La prédominance depuis les années 1990 de ce type de profils dans
les problématiques liées à l’islam salafiste – que l’on pense à Khaled Kelkal
en 1995, à la bande de Roubaix en 1996, à la filière des Buttes-Chaumont, à
Mohammed Merah ou encore à Mehdi Nemmouche – a focalisé l’attention
sur les conséquences de la misère sociale et du sentiment de discrimination.

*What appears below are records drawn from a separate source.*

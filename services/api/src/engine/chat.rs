//! services/api/src/engine/chat.rs
//!
//! One conversational turn, end to end: session lookup, history trimming,
//! feedback-summary refresh, context assembly, the tutor call, and streak
//! bookkeeping.

use crate::engine::engagement::EngagementService;
use crate::engine::session::SessionStore;
use chrono::NaiveDate;
use std::sync::Arc;
use tracing::{info, warn};
use tutor_core::domain::{ConversationTurn, Role};
use tutor_core::history;
use tutor_core::ports::{
    CurriculumStore, FeedbackSummaryService, PortResult, Tokenizer, TutorService,
};

pub struct ChatService {
    sessions: Arc<SessionStore>,
    store: Arc<dyn CurriculumStore>,
    tutor: Arc<dyn TutorService>,
    summarizer: Arc<dyn FeedbackSummaryService>,
    tokenizer: Arc<dyn Tokenizer>,
    engagement: Arc<EngagementService>,
    token_budget: usize,
}

impl ChatService {
    pub fn new(
        sessions: Arc<SessionStore>,
        store: Arc<dyn CurriculumStore>,
        tutor: Arc<dyn TutorService>,
        summarizer: Arc<dyn FeedbackSummaryService>,
        tokenizer: Arc<dyn Tokenizer>,
        engagement: Arc<EngagementService>,
        token_budget: usize,
    ) -> Self {
        Self {
            sessions,
            store,
            tutor,
            summarizer,
            tokenizer,
            engagement,
            token_budget,
        }
    }

    /// Handles one user turn and returns the assistant's reply.
    pub async fn handle_turn(
        &self,
        owner: &str,
        input: &str,
        today: NaiveDate,
    ) -> PortResult<String> {
        // Trim the transcript to budget up front; the trimmed form is both
        // what we prompt with and what the session keeps.
        let (history, cached_summary) = self.sessions.with_session(owner, |session| {
            session.transcript =
                history::trim(&session.transcript, self.token_budget, self.tokenizer.as_ref());
            let cached = if session.feedback_dirty {
                None
            } else {
                session.feedback_summary.clone()
            };
            (session.transcript.clone(), cached)
        });
        let first_turn = history.is_empty();

        let summary = match cached_summary {
            Some(summary) => summary,
            None => self.refresh_feedback_summary(owner).await,
        };

        let context = if first_turn {
            self.initial_context(owner, &summary, input, today).await
        } else {
            turn_context(&summary, &history, input)
        };

        let reply = self.tutor.respond(owner, &context).await?;

        self.sessions.with_session(owner, |session| {
            session
                .transcript
                .push(ConversationTurn::new(Role::User, input));
            session
                .transcript
                .push(ConversationTurn::new(Role::Assistant, reply.clone()));
        });

        // A streak hiccup must not cost the user their answer.
        if let Err(e) = self.engagement.record_activity(owner, today).await {
            warn!("Failed to record engagement for {}: {}", owner, e);
        }

        Ok(reply)
    }

    /// Stores new feedback and invalidates the owner's cached summary so
    /// the next turn refreshes it. Last-writer-wins on the cache is the
    /// session store's documented behavior.
    pub async fn submit_feedback(&self, owner: &str, text: &str) -> PortResult<()> {
        self.store.insert_feedback(owner, text).await?;
        self.sessions.mark_feedback_dirty(owner);
        info!("Feedback stored for {}; summary marked stale.", owner);
        Ok(())
    }

    /// Fetches and summarizes recent feedback, caching the result. A
    /// summarizer failure degrades this turn to the no-feedback
    /// placeholder without touching the cache or the dirty flag, so the
    /// next turn retries instead of serving the placeholder all session.
    async fn refresh_feedback_summary(&self, owner: &str) -> String {
        match self.fetch_and_summarize(owner).await {
            Ok(summary) => {
                self.sessions.with_session(owner, |session| {
                    session.feedback_summary = Some(summary.clone());
                    session.feedback_dirty = false;
                });
                summary
            }
            Err(e) => {
                warn!("Feedback summary refresh failed for {}: {}", owner, e);
                "No past feedback found.".to_string()
            }
        }
    }

    async fn fetch_and_summarize(&self, owner: &str) -> PortResult<String> {
        let entries: Vec<String> = self
            .store
            .fetch_feedback(owner)
            .await?
            .into_iter()
            .map(|entry| entry.text)
            .collect();
        self.summarizer.summarize(&entries).await
    }

    /// The first-turn context: feedback summary plus today's scheduled
    /// chapters, so the tutor can nudge the user back into their courses.
    async fn initial_context(
        &self,
        owner: &str,
        summary: &str,
        input: &str,
        today: NaiveDate,
    ) -> String {
        let scheduled = match self.store.chapters_scheduled_on(owner, today).await {
            Ok(scheduled) => scheduled,
            Err(e) => {
                warn!("Could not fetch today's schedule for {}: {}", owner, e);
                Vec::new()
            }
        };

        if scheduled.is_empty() {
            format!(
                "**Summarized Feedback:**\n{}\n\n\
                 User doesn't have any scheduled chapters for today. \
                 Encourage them to continue their learning journey.\n\n\
                 **User Query**\n{}",
                summary, input
            )
        } else {
            let subjects: Vec<String> = scheduled
                .iter()
                .map(|(chapter, subject)| format!("- {} ({})", subject, chapter.title))
                .collect();
            format!(
                "**Summarized Feedback:**\n{}\n\n\
                 **Today's Date:** {}\n\
                 **Available Subjects:**\n{}\n\n\
                 Encourage them to continue their learning journey.\n\n\
                 **User Query**\n{}",
                summary,
                today,
                subjects.join("\n"),
                input
            )
        }
    }
}

/// The context for every turn after the first: summary, trimmed history,
/// and the new query.
fn turn_context(summary: &str, history: &[ConversationTurn], input: &str) -> String {
    let rendered: Vec<String> = history.iter().map(|turn| turn.prompt_text()).collect();
    format!(
        "**Summarized Feedback:**\n{}\n\n\
         **Conversation So Far:**\n{}\n\n\
         **User Query**\n{}",
        summary,
        rendered.join("\n"),
        input
    )
}

#[cfg(test)]
mod tests {
    use super::*;
    use crate::adapters::tokenizer::CharEstimator;
    use crate::engine::testutil::{MockStore, MockSummarizer, MockTutor};

    fn date(s: &str) -> NaiveDate {
        s.parse().unwrap()
    }

    struct Fixture {
        store: Arc<MockStore>,
        tutor: Arc<MockTutor>,
        summarizer: Arc<MockSummarizer>,
        chat: ChatService,
    }

    fn fixture_with_budget(budget: usize) -> Fixture {
        build_fixture(budget, Arc::new(MockSummarizer::default()))
    }

    fn build_fixture(budget: usize, summarizer: Arc<MockSummarizer>) -> Fixture {
        let store = Arc::new(MockStore::new());
        let tutor = Arc::new(MockTutor::default());
        let sessions = Arc::new(SessionStore::new());
        let chat = ChatService::new(
            sessions,
            store.clone(),
            tutor.clone(),
            summarizer.clone(),
            Arc::new(CharEstimator),
            Arc::new(EngagementService::new(store.clone())),
            budget,
        );
        Fixture {
            store,
            tutor,
            summarizer,
            chat,
        }
    }

    fn fixture() -> Fixture {
        fixture_with_budget(3000)
    }

    #[tokio::test]
    async fn first_turn_context_carries_todays_schedule() {
        let f = fixture();
        f.store
            .seed_curriculum_starting(
                "ada@example.com",
                "Rust",
                &["Ownership"],
                date("2024-05-01"),
            )
            .await;

        f.chat
            .handle_turn("ada@example.com", "hi", date("2024-05-01"))
            .await
            .unwrap();

        let context = f.tutor.last_context();
        assert!(context.contains("**Today's Date:** 2024-05-01"));
        assert!(context.contains("- Rust (Ownership)"));
        assert!(context.contains("**User Query**\nhi"));
    }

    #[tokio::test]
    async fn later_turns_reuse_the_cached_summary_and_include_history() {
        let f = fixture();

        f.chat
            .handle_turn("ada@example.com", "first", date("2024-05-01"))
            .await
            .unwrap();
        f.chat
            .handle_turn("ada@example.com", "second", date("2024-05-01"))
            .await
            .unwrap();

        assert_eq!(f.summarizer.call_count(), 1);
        let context = f.tutor.last_context();
        assert!(context.contains("user: first"));
        assert!(context.contains("**User Query**\nsecond"));
    }

    #[tokio::test]
    async fn a_failed_summary_refresh_is_retried_on_the_next_turn() {
        let f = build_fixture(3000, Arc::new(MockSummarizer::failing(1)));

        // The failed refresh must not poison the cache.
        f.chat
            .handle_turn("ada@example.com", "first", date("2024-05-01"))
            .await
            .unwrap();
        f.chat
            .handle_turn("ada@example.com", "second", date("2024-05-01"))
            .await
            .unwrap();
        assert_eq!(f.summarizer.call_count(), 2);

        // Once a refresh succeeds it is cached again.
        f.chat
            .handle_turn("ada@example.com", "third", date("2024-05-01"))
            .await
            .unwrap();
        assert_eq!(f.summarizer.call_count(), 2);
    }

    #[tokio::test]
    async fn new_feedback_invalidates_the_cached_summary() {
        let f = fixture();

        f.chat
            .handle_turn("ada@example.com", "first", date("2024-05-01"))
            .await
            .unwrap();
        f.chat
            .submit_feedback("ada@example.com", "Please use shorter answers.")
            .await
            .unwrap();
        f.chat
            .handle_turn("ada@example.com", "second", date("2024-05-01"))
            .await
            .unwrap();

        assert_eq!(f.summarizer.call_count(), 2);
        assert_eq!(f.store.feedback_count("ada@example.com"), 1);
    }

    #[tokio::test]
    async fn a_tiny_budget_keeps_the_transcript_bounded() {
        let f = fixture_with_budget(10);

        for i in 0..5 {
            f.chat
                .handle_turn(
                    "ada@example.com",
                    &format!("question number {}", i),
                    date("2024-05-01"),
                )
                .await
                .unwrap();
        }

        // Each stored turn costs at least a few tokens; with a 10-token
        // budget the retained prefix of old turns must stay small.
        let context = f.tutor.last_context();
        assert!(!context.contains("question number 0"));
    }

    #[tokio::test]
    async fn a_turn_records_engagement_for_the_day() {
        let f = fixture();

        f.chat
            .handle_turn("ada@example.com", "hi", date("2024-05-01"))
            .await
            .unwrap();
        f.chat
            .handle_turn("ada@example.com", "hello again", date("2024-05-01"))
            .await
            .unwrap();

        let record = f.store.engagement_of("ada@example.com").unwrap();
        assert_eq!(record.current_streak, 1);
        assert_eq!(f.store.engagement_write_count(), 1);
    }
}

Plusieurs des personnes auditionnées ont évoqué devant votre commission
d’enquête le poids de l’enclavement territorial et du manque de mixité
sociale. Il en résulterait une forme de ghettoïsation et une exacerbation de s
registres identitaires alternatifs, tels que le retour à l’islam radical, tandis le
modèle français tendrait à devenir localement invisible, ou du moins peu
visible.
Par rapport à ce modèle dominant de radicalisation, la sociologie
des partants pour la Syrie tend cependant à évoluer selon plusieurs
tendances.
On observe, en premier lieu, de plus en plus de départs en famille,
parfois avec de très jeunes enfants. La part des femmes, notamment
mineures, est par ailleurs en notable augmentation, qu’elles partent avec leur
mari – le mariage pouvant être organisé sur le territoire français, juste avant
le départ, avec un candidat choisi par le recruteur − ou avec l’intention d’en
trouver un sur place. Si certaines d’entre elles souhaitent apporter un simple
soutien logistique, d’autres sont animées par l’idée de passer elles-mêmes à
l’action : une jeune fille belge a ainsi commis en Irak un attentat suicide qui a
tué de nombreux soldats américains.
1
Voir notamment l’ouvrage de David Thomson, Les Français jihadistes, Les Arènes, 2014.